Because the BLS' CPI calculations -- see, it really is dry -- have gone kerflooey.
Wall Street doesn't understand this. In fact, the million-dollar economists at financial companies were expecting energy prices in the CPI to rise more sharply this spring and were disappointed.
Here's what they also don't know: Because the CPI understated the rise in energy prices these past few months the BLS' index will probably overstate gasoline prices in the coming months...
...here's the real problem with seasonal adjustments like this: What the computers give, they have to take away.
By definition, if the effects of increased gasoline prices are understated in the spring they need to be overstated at some other time.
In the end, the effects of these seasonal adjustments have to be neutralized. They must offset each other by the end of the year...
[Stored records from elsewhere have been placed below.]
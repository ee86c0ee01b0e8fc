//! Writing and reading back the per-county table.
use dashmap::mapref::entry::Entry;
use dashmap::DashMap;
use glob::glob;
use log::debug;
use serde_derive::Deserialize;
use std::fs;
use std::path::{Path, PathBuf};

use crate::aggregate::merge_disjoint;
use crate::constants::{FIPS_HEADER, PART_PREFIX, SUM_HEADER};
use crate::error::{AggregateError, Result};
use crate::{FipsCode, OutageCount, Rank};

/// Per-county sums, in key-discovery order
pub type CountyTable = Vec<(FipsCode, OutageCount)>;

#[derive(Debug, Deserialize, PartialEq)]
struct CountyRow {
    #[serde(rename = "FIPS Code")]
    fips_code: FipsCode,
    #[serde(rename = "Blackout Sum")]
    blackout_sum: OutageCount,
}

/// Writes `table` with a single header row. An empty table still gets its
/// header so every part file parses the same way.
pub fn write_table(path: &Path, table: &[(FipsCode, OutageCount)]) -> Result<()> {
    let output_err = |source| AggregateError::Output {
        path: path.to_path_buf(),
        source,
    };

    let mut writer = csv::WriterBuilder::new()
        .has_headers(false)
        .from_path(path)
        .map_err(output_err)?;

    writer.write_record([FIPS_HEADER, SUM_HEADER]).map_err(output_err)?;
    for (fips_code, sum) in table {
        writer
            .write_record([fips_code.to_string(), sum.to_string()])
            .map_err(output_err)?;
    }
    writer.flush()?;

    debug!("wrote {} counties to {}", table.len(), path.display());
    Ok(())
}

pub fn read_table(path: &Path) -> Result<CountyTable> {
    let input_err = |source| AggregateError::Input {
        path: path.to_path_buf(),
        source,
    };

    let mut reader = csv::Reader::from_path(path).map_err(input_err)?;
    reader
        .deserialize::<CountyRow>()
        .map(|row| {
            row.map(|row| (row.fips_code, row.blackout_sum))
                .map_err(input_err)
        })
        .collect()
}

/// Directory that holds the per-rank part files for `output`.
pub fn parts_dir(output: &Path) -> PathBuf {
    output.with_extension("parts")
}

pub fn part_path(dir: &Path, rank: Rank) -> PathBuf {
    dir.join(format!("{PART_PREFIX}{rank:04}.csv"))
}

fn part_files(dir: &Path) -> Result<Vec<PathBuf>> {
    let pattern = dir.join(format!("{PART_PREFIX}*.csv")).display().to_string();
    let mut paths = vec![];
    for entry in glob(&pattern)? {
        paths.push(entry.map_err(|err| err.into_error())?);
    }
    paths.sort();
    Ok(paths)
}

/// Removes part files left behind by an earlier run.
pub fn clear_parts(dir: &Path) -> Result<()> {
    fs::create_dir_all(dir)?;
    for path in part_files(dir)? {
        fs::remove_file(path)?;
    }
    Ok(())
}

/// Reads every part file in rank order and merges them into one table.
pub fn merge_parts(dir: &Path) -> Result<CountyTable> {
    let paths = part_files(dir)?;
    if paths.is_empty() {
        return Err(AggregateError::NoInputs(dir.display().to_string()));
    }

    let partials = paths
        .iter()
        .map(|path| read_table(path))
        .collect::<Result<Vec<_>>>()?;
    merge_disjoint(partials)
}

/// Destination shared by in-process workers. Workers own disjoint counties,
/// so the only thing checked on insert is that no county arrives twice.
#[derive(Default)]
pub struct SharedSink {
    rows: DashMap<FipsCode, OutageCount>,
}

impl SharedSink {
    pub fn new() -> Self {
        Self::default()
    }

    pub fn insert_shard(&self, shard: CountyTable) -> Result<()> {
        for (fips_code, sum) in shard {
            match self.rows.entry(fips_code) {
                Entry::Occupied(_) => {
                    return Err(AggregateError::OverlappingShards(fips_code.to_string()))
                }
                Entry::Vacant(entry) => {
                    entry.insert(sum);
                }
            }
        }
        Ok(())
    }

    pub fn len(&self) -> usize {
        self.rows.len()
    }

    pub fn is_empty(&self) -> bool {
        self.rows.is_empty()
    }

    /// Lays the collected rows out in `order`. Counties no worker wrote
    /// (dropped keys) are left out.
    pub fn to_table(&self, order: &[FipsCode]) -> CountyTable {
        order
            .iter()
            .filter_map(|fips_code| self.rows.get(fips_code).map(|sum| (*fips_code, *sum)))
            .collect()
    }
}

#[test]
fn test_table_reads_back() {
    let dir = tempfile::tempdir().unwrap();
    let path = dir.path().join("county_blackouts.csv");
    let table = vec![(1001, 10), (1003, 20), (1005, 0)];

    write_table(&path, &table).unwrap();
    assert_eq!(
        fs::read_to_string(&path).unwrap(),
        "FIPS Code,Blackout Sum\n1001,10\n1003,20\n1005,0\n"
    );
    assert_eq!(read_table(&path).unwrap(), table);
}

#[test]
fn test_empty_table_keeps_header() {
    let dir = tempfile::tempdir().unwrap();
    let path = part_path(dir.path(), 3);
    write_table(&path, &[]).unwrap();
    assert_eq!(fs::read_to_string(&path).unwrap(), "FIPS Code,Blackout Sum\n");
    assert!(read_table(&path).unwrap().is_empty());
}

#[test]
fn test_merge_parts_in_rank_order() {
    let dir = tempfile::tempdir().unwrap();
    // Written out of order on purpose
    write_table(&part_path(dir.path(), 1), &[(1005, 30), (1007, 40)]).unwrap();
    write_table(&part_path(dir.path(), 0), &[(1001, 10), (1003, 20)]).unwrap();

    assert_eq!(
        merge_parts(dir.path()).unwrap(),
        vec![(1001, 10), (1003, 20), (1005, 30), (1007, 40)]
    );
}

#[test]
fn test_clear_parts_removes_stale_ranks() {
    let dir = tempfile::tempdir().unwrap();
    let parts = parts_dir(&dir.path().join("county_blackouts.csv"));
    clear_parts(&parts).unwrap();
    write_table(&part_path(&parts, 7), &[(1001, 1)]).unwrap();

    clear_parts(&parts).unwrap();
    assert!(matches!(merge_parts(&parts), Err(AggregateError::NoInputs(_))));
}

#[test]
fn test_shared_sink_rejects_repeated_county() {
    let sink = SharedSink::new();
    sink.insert_shard(vec![(1001, 10), (1003, 20)]).unwrap();
    assert!(matches!(
        sink.insert_shard(vec![(1003, 1)]),
        Err(AggregateError::OverlappingShards(key)) if key == "1003"
    ));
}

#[test]
fn test_shared_sink_follows_discovery_order() {
    let sink = SharedSink::new();
    sink.insert_shard(vec![(1005, 30)]).unwrap();
    sink.insert_shard(vec![(1001, 10), (1003, 20)]).unwrap();
    assert_eq!(sink.len(), 3);
    assert_eq!(sink.to_table(&[1001, 1003, 1005, 1007]), vec![(1001, 10), (1003, 20), (1005, 30)]);
}
//! An all-to-one sum over threads. Every rank gets a [`Contributor`] that it
//! hands its partial to exactly once, and the coordinator holds the single
//! [`Coordinator`] that waits for all of them.
use crossbeam_channel::{unbounded, Receiver, RecvTimeoutError, Sender};
use log::{debug, warn};
use num_traits::Zero;
use std::time::{Duration, Instant};

use crate::error::{AggregateError, Result};
use crate::Rank;

type Message<T> = (Rank, Result<T>);

pub struct Contributor<T> {
    rank: Rank,
    sender: Sender<Message<T>>,
}

pub struct Coordinator<T> {
    size: usize,
    timeout: Option<Duration>,
    receiver: Receiver<Message<T>>,
}

/// Builds the coordinator and one contributor per rank, in rank order.
pub fn collective<T>(size: usize, timeout: Option<Duration>) -> Result<(Coordinator<T>, Vec<Contributor<T>>)> {
    if size == 0 {
        return Err(AggregateError::NoWorkers);
    }

    let (sender, receiver) = unbounded();
    let contributors = (0..size)
        .map(|rank| Contributor {
            rank,
            sender: sender.clone(),
        })
        .collect();

    Ok((
        Coordinator {
            size,
            timeout,
            receiver,
        },
        contributors,
    ))
}

impl<T> Contributor<T> {
    pub fn rank(&self) -> Rank {
        self.rank
    }

    /// Hands this rank's partial aggregate to the coordinator.
    pub fn submit_partial(self, partial: T) {
        self.send(Ok(partial))
    }

    /// Reports that this rank could not produce a partial.
    pub fn submit_failure(self, err: AggregateError) {
        self.send(Err(err))
    }

    fn send(self, message: Result<T>) {
        // The coordinator is gone once it has timed out or seen a failure
        if self.sender.send((self.rank, message)).is_err() {
            debug!("rank {} submitted after the coordinator stopped listening", self.rank);
        }
    }
}

impl<T> Coordinator<T> {
    pub fn size(&self) -> usize {
        self.size
    }

    /// Waits for every rank and returns the partials in rank order.
    pub fn await_partials(self) -> Result<Vec<T>> {
        let deadline = self.timeout.map(|timeout| Instant::now() + timeout);
        let mut partials: Vec<Option<T>> = (0..self.size).map(|_| None).collect();
        let mut received = 0;

        while received < self.size {
            let message = match deadline {
                Some(deadline) => self
                    .receiver
                    .recv_timeout(deadline.saturating_duration_since(Instant::now())),
                None => self.receiver.recv().map_err(|_| RecvTimeoutError::Disconnected),
            };

            match message {
                Ok((rank, Ok(partial))) => {
                    debug!("received partial from rank {rank}");
                    partials[rank] = Some(partial);
                    received += 1;
                }
                Ok((rank, Err(err))) => {
                    return Err(AggregateError::WorkerFailed {
                        rank,
                        source: Box::new(err),
                    })
                }
                Err(RecvTimeoutError::Timeout) => {
                    warn!("gave up on the collective with {received} of {} partials", self.size);
                    return Err(AggregateError::ReductionTimeout {
                        // Only reachable with a deadline
                        timeout: self.timeout.unwrap_or_default(),
                        received,
                        expected: self.size,
                    });
                }
                Err(RecvTimeoutError::Disconnected) => {
                    let missing = partials
                        .iter()
                        .enumerate()
                        .filter(|(_, partial)| partial.is_none())
                        .map(|(rank, _)| rank)
                        .collect();
                    return Err(AggregateError::WorkerLost { missing });
                }
            }
        }

        Ok(partials.into_iter().flatten().collect())
    }
}

impl<T: Zero> Coordinator<T> {
    /// Waits for every rank and sums their partials.
    pub fn await_all(self) -> Result<T> {
        Ok(self
            .await_partials()?
            .into_iter()
            .fold(T::zero(), |acc, x| acc + x))
    }
}

#[test]
fn test_sum_across_threads() {
    let (coordinator, contributors) = collective::<i64>(9, Some(Duration::from_secs(10))).unwrap();
    let handles: Vec<_> = contributors
        .into_iter()
        .map(|contributor| {
            std::thread::spawn(move || {
                let partial = contributor.rank() as i64 + 1;
                contributor.submit_partial(partial)
            })
        })
        .collect();

    assert_eq!(coordinator.await_all().unwrap(), 45);
    handles.into_iter().for_each(|handle| handle.join().unwrap());
}

#[test]
fn test_partials_come_back_in_rank_order() {
    let (coordinator, contributors) = collective::<usize>(4, None).unwrap();
    for contributor in contributors.into_iter().rev() {
        let rank = contributor.rank();
        contributor.submit_partial(rank * 10);
    }
    assert_eq!(coordinator.await_partials().unwrap(), vec![0, 10, 20, 30]);
}

#[test]
fn test_failure_is_reported_with_rank() {
    let (coordinator, mut contributors) = collective::<i64>(2, None).unwrap();
    let second = contributors.pop().unwrap();
    let first = contributors.pop().unwrap();
    first.submit_partial(1);
    second.submit_failure(AggregateError::NoInputs("nothing".to_string()));

    assert!(matches!(
        coordinator.await_all(),
        Err(AggregateError::WorkerFailed { rank: 1, .. })
    ));
}

#[test]
fn test_dropped_contributor_does_not_hang() {
    let (coordinator, mut contributors) = collective::<i64>(3, None).unwrap();
    let last = contributors.pop().unwrap();
    last.submit_partial(3);
    drop(contributors);

    match coordinator.await_all() {
        Err(AggregateError::WorkerLost { missing }) => assert_eq!(missing, vec![0, 1]),
        other => panic!("expected WorkerLost, got {other:?}"),
    }
}

#[test]
fn test_silent_worker_times_out() {
    let (coordinator, contributors) = collective::<i64>(2, Some(Duration::from_millis(50))).unwrap();
    let mut contributors = contributors.into_iter();
    contributors.next().unwrap().submit_partial(7);
    // Rank 1 stays alive without ever submitting
    let _silent = contributors.next().unwrap();

    assert!(matches!(
        coordinator.await_all(),
        Err(AggregateError::ReductionTimeout {
            received: 1,
            expected: 2,
            ..
        })
    ));
}

#[test]
fn test_zero_workers_rejected() {
    assert!(matches!(collective::<i64>(0, None), Err(AggregateError::NoWorkers)));
}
Crudele should have perhaps discussed a fall in declining gasoline prices with much more than just an aside in his column. With Bernanke now slowing money supply growth, it is quite possible that gasoline prices may drop significantly over coming months. So we may have countervailing forces in coming months on the CPI. Seasonal adjustment juicing the CPI, with actual gasoline price declines neutralizing the upward thrust.